WHAT YOU ARE ASKED TO DO ▸ Please return every line below that contains the string "connect".

Data entries

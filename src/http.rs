use reqwest::Client;
use std::time::Duration;

/// Shared outbound client for the model backend.
pub fn build_client() -> Client {
    let timeout = env_secs("HTTP_TIMEOUT_SECS", 15);
    let connect = env_secs("HTTP_CONNECT_TIMEOUT_SECS", 5);
    Client::builder()
        .timeout(timeout)
        .connect_timeout(connect)
        .user_agent(concat!(env!("CARGO_PKG_NAME"), "/", env!("CARGO_PKG_VERSION")))
        .build()
        .unwrap_or_else(|_| Client::new())
}

fn env_secs(key: &str, default: u64) -> Duration {
    let secs = std::env::var(key)
        .ok()
        .and_then(|v| v.trim().parse::<u64>().ok())
        .filter(|v| *v > 0)
        .unwrap_or(default);
    Duration::from_secs(secs)
}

SOLUTION TO THIS EXERCISE ▸
    let connect = env_secs("HTTP_CONNECT_TIMEOUT_SECS", 5);
        .connect_timeout(connect)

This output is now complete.